- [YOUR TASK]
Your answer should consist of all lines in the listing that hold the word "with".

PROVIDED RECORDS: Begin

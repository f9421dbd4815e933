use serde::Deserialize;

/// Errors from [`crate::api::ApiClient`] calls.
#[derive(Debug, thiserror::Error)]
pub enum ClientError {
    /// The HTTP request itself failed (network, DNS, TLS, body decoding).
    #[error("HTTP request failed: {0}")]
    Request(#[from] reqwest::Error),

    /// The server answered with a non-2xx status.
    #[error("API error ({status}, {code}): {message}")]
    Api {
        /// HTTP status code.
        status: u16,
        /// Machine-readable error code, e.g. `NOT_FOUND`.
        code: String,
        /// Human-readable message from the server.
        message: String,
    },

    /// A call that needs a token was made before logging in.
    #[error("Not logged in")]
    NotAuthenticated,
}

impl ClientError {
    /// Whether the server rejected the call because the record is missing.
    pub fn is_not_found(&self) -> bool {
        matches!(self, ClientError::Api { status: 404, .. })
    }
}

/// Error body produced by the server: `{"error": ..., "code": ...}`.
#[derive(Debug, Deserialize)]
pub(crate) struct ErrorBody {
    pub error: String,
    #[serde(default)]
    pub code: String,
}

/// Build a [`ClientError::Api`] from a status and raw body.
///
/// Bodies that are not the server's JSON error shape are kept verbatim.
pub(crate) fn api_error(status: u16, body: &str) -> ClientError {
    match serde_json::from_str::<ErrorBody>(body) {
        Ok(parsed) => ClientError::Api {
            status,
            code: parsed.code,
            message: parsed.error,
        },
        Err(_) => ClientError::Api {
            status,
            code: String::new(),
            message: body.to_string(),
        },
    }
}

#[cfg(test)]
mod tests {
    use super::*;
    use assert_matches::assert_matches;

    #[test]
    fn json_error_body_is_parsed() {
        let err = api_error(404, r#"{"error":"Event with id 7 not found","code":"NOT_FOUND"}"#);
        assert!(err.is_not_found());
        assert_matches!(
            err,
            ClientError::Api { code, message, .. }
                if code == "NOT_FOUND" && message == "Event with id 7 not found"
        );
    }

    #[test]
    fn plain_text_body_is_kept() {
        let err = api_error(400, "Failed to deserialize query string");
        assert_eq!(
            err.to_string(),
            "API error (400, ): Failed to deserialize query string"
        );
        assert!(!err.is_not_found());
    }
}
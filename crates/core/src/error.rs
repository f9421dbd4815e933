//! Domain error type shared by every layer.

use crate::types::DbId;

/// Failure of a domain operation.
///
/// The HTTP layer maps each variant onto a status code; none of them is
/// retried automatically.
#[derive(Debug, thiserror::Error)]
pub enum CoreError {
    /// The target record does not exist.
    #[error("{entity} with id {id} not found")]
    NotFound { entity: &'static str, id: DbId },

    /// A request payload could not be normalized to the field's type.
    #[error("Validation failed: {0}")]
    Validation(String),

    /// A uniqueness rule would be violated.
    #[error("Conflict: {0}")]
    Conflict(String),

    #[error("Unauthorized: {0}")]
    Unauthorized(String),

    #[error("Forbidden: {0}")]
    Forbidden(String),

    #[error("Internal error: {0}")]
    Internal(String),
}

impl CoreError {
    pub fn not_found(entity: &'static str, id: DbId) -> Self {
        CoreError::NotFound { entity, id }
    }

    pub fn validation(msg: impl Into<String>) -> Self {
        CoreError::Validation(msg.into())
    }
}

PROVIDED RECORDS: End

- [SOLVED EXERCISE]
    /// The server answered with a non-2xx status.
        let err = api_error(404, r#"{"error":"Event with id 7 not found","code":"NOT_FOUND"}"#);
                if code == "NOT_FOUND" && message == "Event with id 7 not found"
    #[error("{entity} with id {id} not found")]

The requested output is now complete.